Take each line of the listing that has the string "spans" and report it.
┌─ EXERCISE DATA
//! GPU batch renderer for Glyphcast.
//!
//! This crate turns styled spans from `glyphcast-syntax` into glyph quads
//! and draws them, together with instanced point markers, using wgpu.
//!
//! # Getting Started
//!
//! Create a [`GpuContext`] (or wrap a device the host already owns with
//! [`GpuContext::from_device`]) and a [`FrameRenderer`] for the color target
//! format:
//!
//! ```no_run
//! use glyphcast_render::{
//!     FrameRenderer, GpuContext, GraphicsConfig, GridAtlas, GlyphLayout,
//!     OffscreenConfig, OffscreenTarget, Point, RendererConfig,
//! };
//! use glyphcast_syntax::{LanguageRegistry, tokenize};
//!
//! # fn example() -> glyphcast_render::RenderResult<()> {
//! let ctx = GpuContext::new(&GraphicsConfig::default())?;
//! let target = OffscreenTarget::new(&ctx, OffscreenConfig::new(640, 480))?;
//!
//! let atlas = GridAtlas::block(8, 16)?;
//! let mut renderer = FrameRenderer::new(&ctx, target.format(), &atlas, RendererConfig::default())?;
//! renderer.resize(640, 480);
//!
//! let registry = LanguageRegistry::with_builtins();
//! let source = "def main():\n    pass\n";
//! let spans = tokenize(source, &registry.for_path("main.py"));
//! let run = GlyphLayout::default().layout(source, &spans, &atlas, Point::new(4.0, 4.0));
//!
//! let frame = renderer.frame_context();
//! renderer.render(&ctx, target.view(), &frame, &run.glyphs, &[])?;
//! # Ok(())
//! # }
//! ```
//!
//! # Frames
//!
//! Projection and colors live in a [`FrameContext`] value passed to every
//! `render` call, so nothing is global. A resize only changes the next
//! frame context's projection; laid-out glyphs stay valid.
//!
//! [`FrameRenderer::render_to_surface`] turns lost, outdated and timed-out
//! surfaces into [`RenderError::FrameDropped`]; check
//! [`RenderError::is_frame_dropped`] and retry on the next tick.
//!
//! # Points
//!
//! [`PointBatcher`] collects markers drawn as discs that stay round for any
//! projection, since the aspect correction is read from the MVP itself.
//! By default they share the text projection and are placed in editor
//! pixels; [`FrameRenderer::set_camera`] places them in world space with an
//! orbit [`Camera`] whose aspect ratio follows every resize.

mod atlas;
mod buffer;
mod camera;
mod context;
mod error;
mod frame;
mod frame_context;
mod layout;
mod offscreen;
mod point;
mod point_pass;
mod text_pass;
mod types;

// Core types
pub use context::{GpuContext, GraphicsConfig};
pub use error::{RenderError, RenderResult};
pub use types::{Color, Point, Rect, Size};

// Atlas and layout
pub use atlas::{AtlasGlyph, AtlasTexture, FontAtlas, FontMetrics, GlyphStyle, GridAtlas, GridLayout};
pub use layout::{GlyphInstance, GlyphLayout, GlyphRun, LayoutConfig};

// Points
pub use camera::{CAMERA_FAR, CAMERA_NEAR, Camera, OrthogonalDirection, Projection};
pub use point::{
    PointBatcher, PointInstance, aspect_from_matrix, point_clip_position, point_displacement,
    unit_circle_mesh,
};

// Passes and frames
pub use frame::{FrameRenderer, FrameStats, RendererConfig};
pub use frame_context::{FrameContext, text_projection};
pub use offscreen::{BufferDimensions, OffscreenConfig, OffscreenTarget};
pub use point_pass::{PointInstanceRaw, PointPass, PointVertex};
pub use text_pass::{
    GLYPH_FLAG_BOLD, GLYPH_FLAG_ITALIC, TextPass, TextUniforms, TextVertex, glyph_vertices,
};

// Re-export wgpu and glam for convenience
pub use glam;
pub use wgpu;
└─
** RESPONSE TO THE TASK **
//! This crate turns styled spans from `glyphcast-syntax` into glyph quads
//! let spans = tokenize(source, &registry.for_path("main.py"));
//! let run = GlyphLayout::default().layout(source, &spans, &atlas, Point::new(4.0, 4.0));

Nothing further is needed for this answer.